Wanaragua More info:


Garifuna musicians and dancers from Livingston, Guatemala. Ibimeni, a term associated with childhood and youth, means honey or sweetness in Garifuna. Ibimeni is also the name of a group of Garifuna musicians and dancers from Livingston, Guatemala, who interpret their traditional sounds on this album. This collection includes lullabies, festive chants, processional marches, and songs of religion and labor. Livingston is a small region located on the Caribbean coast at the mouth of Rio Dulce, Guatemala. It is accessible only by boat or airplane. This isolation allows the conservation of many cultural elements, such as music and dance.
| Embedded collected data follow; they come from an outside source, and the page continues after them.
#![forbid(unsafe_code)]

use anyhow::{bail, Result};
use kcfg_core::Resource;
use kcfg_kubehub::{MemoryCluster, Session};
use kcfg_schema::{run_validate, SchemaSource, Validator};
use serde_json::{json, Value as Json};

/// Core group document trimmed to ConfigMap and the metadata it references.
struct CoreOnly;

#[async_trait::async_trait]
impl SchemaSource for CoreOnly {
    async fn openapi_v3(&self, api_version: &str) -> Result<Option<Json>> {
        match api_version {
            "v1" => Ok(Some(core_v1())),
            "broken/v1" => bail!("connection reset"),
            _ => Ok(None),
        }
    }
}

fn core_v1() -> Json {
    json!({"components": {"schemas": {
        "io.k8s.api.core.v1.ConfigMap": {
            "type": "object",
            "properties": {
                "apiVersion": {"type": "string"},
                "kind": {"type": "string"},
                "metadata": {"allOf": [{"$ref": "#/components/schemas/io.k8s.apimachinery.pkg.apis.meta.v1.ObjectMeta"}], "default": {}},
                "data": {"type": "object", "additionalProperties": {"type": "string", "default": ""}},
                "immutable": {"type": "boolean"},
            },
            "x-kubernetes-group-version-kind": [{"group": "", "kind": "ConfigMap", "version": "v1"}],
        },
        "io.k8s.apimachinery.pkg.apis.meta.v1.ObjectMeta": {
            "type": "object",
            "properties": {
                "name": {"type": "string"},
                "namespace": {"type": "string"},
                "labels": {"type": "object", "additionalProperties": {"type": "string"}},
                "annotations": {"type": "object", "additionalProperties": {"type": "string"}},
            },
        },
    }}})
}

fn res(v: Json) -> Resource { Resource::from_json(v).unwrap() }

fn cm(extra: Json) -> Resource {
    let mut v = json!({"apiVersion": "v1", "kind": "ConfigMap", "metadata": {"name": "c", "namespace": "default"}});
    if let (Some(m), Some(e)) = (v.as_object_mut(), extra.as_object()) {
        m.extend(e.clone());
    }
    res(v)
}

#[tokio::test]
async fn well_formed_object_passes_even_with_null_fields() {
    let source = CoreOnly;
    let mut validator = Validator::new(&source);
    let mut obj = cm(json!({"data": {"a": "1"}})).into_json();
    obj["metadata"]["creationTimestamp"] = Json::Null;
    assert_eq!(validator.problems(&res(obj)).await.unwrap(), Some(vec![]));
}

#[tokio::test]
async fn unknown_fields_and_wrong_types_are_all_reported() {
    let source = CoreOnly;
    let mut validator = Validator::new(&source);
    let obj = cm(json!({"dta": {"a": "1"}, "data": {"n": 5}, "immutable": "yes"}));
    let problems = validator.problems(&obj).await.unwrap().unwrap();
    assert_eq!(problems.len(), 3, "{:?}", problems);
    assert!(problems.contains(&r#"unknown field "dta" at /"#.to_string()), "{:?}", problems);
    assert!(problems.iter().any(|p| p.starts_with("wrong type at /data/n:")), "{:?}", problems);
    assert!(problems.iter().any(|p| p.starts_with("wrong type at /immutable:")), "{:?}", problems);

    let mut typo = cm(json!({})).into_json();
    typo["metadata"]["lables"] = json!({"a": "b"});
    let problems = validator.problems(&res(typo)).await.unwrap().unwrap();
    assert_eq!(problems, vec![r#"unknown field "lables" at /metadata"#.to_string()]);
}

#[tokio::test]
async fn run_validate_skips_known_kinds_without_schema() {
    let cluster = MemoryCluster::new();
    let session = Session::over(&cluster, "default");
    let secret = res(json!({"apiVersion": "v1", "kind": "Secret", "metadata": {"name": "s"}}));
    let deploy = res(json!({"apiVersion": "apps/v1", "kind": "Deployment", "metadata": {"name": "d"}}));

    let report = run_validate(&session, &CoreOnly, &[cm(json!({"data": {}})), secret, deploy]).await.unwrap();
    assert_eq!(report.checked, 1);
    assert_eq!(report.skipped.len(), 2);
}

#[tokio::test]
async fn run_validate_checks_every_object_before_failing() {
    let cluster = MemoryCluster::new();
    let session = Session::over(&cluster, "default");
    let objs = vec![
        cm(json!({"bogus": true})),
        res(json!({"apiVersion": "example.com/v1", "kind": "Widget", "metadata": {"name": "w"}})),
        res(json!({"apiVersion": "broken/v1", "kind": "Thing", "metadata": {"name": "t"}})),
    ];
    let err = run_validate(&session, &CoreOnly, &objs).await.unwrap_err();
    assert_eq!(err.to_string(), "validation failed");
}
Ethnogenesis and location of Garinagu: A series of villages inhabited by the Garifuna (plural, Garinagu) are located throughout the coasts of the Gulf of Honduras, (Belize, Guatemala, Honduras and the Laguna de Perlas -- Nicaragua). The Garinagu are the Afro-Amerindian people with the most transnational presence in Central America. With a particular ethnogenesis, produced by the encounter of Caribs and Arawaks in the Lesser Antilles, they remained throughout the conquest period, due to race-mixing with black slaves. Constituted as "Maroons," as a clear resistance against the English, they were the protagonists of the so-called "Caribbean War" during 1795 and 1796 in Saint Vincent Island, from where they were defeated and later deported to Central America in April 1797. After being abandoned in Roatán (Bay Islands), they negotiated with the Spanish crown to be transferred to Puerto Trujillo, in continental lands, where they started to scatter to the east and west. They established their own lands on the edge of the coast of the Honduras Gulf. Halfway through the 20th century, they began their migration to the United States. Music and dancing -- vehicles of religiosity -- are central in the Garifuna culture. This musical expression is based on the group of two, three, and even four drums, garaon (primera -- the high pitched and segunda -- the lowest), and sonajas sisiras that interpret rhythms accompanied by a solo singer and a choir that repeats a verse. The relationship between the primera drum-rolls and the dancer is that the dancer responds to the movements made by the drum as if it were a dialogue. In tandem to the polyrhythmic universe of Garifuna drums, they cultivate another intense field of musical expressions that plays an important role in society, most of the time of ludic and recreational character.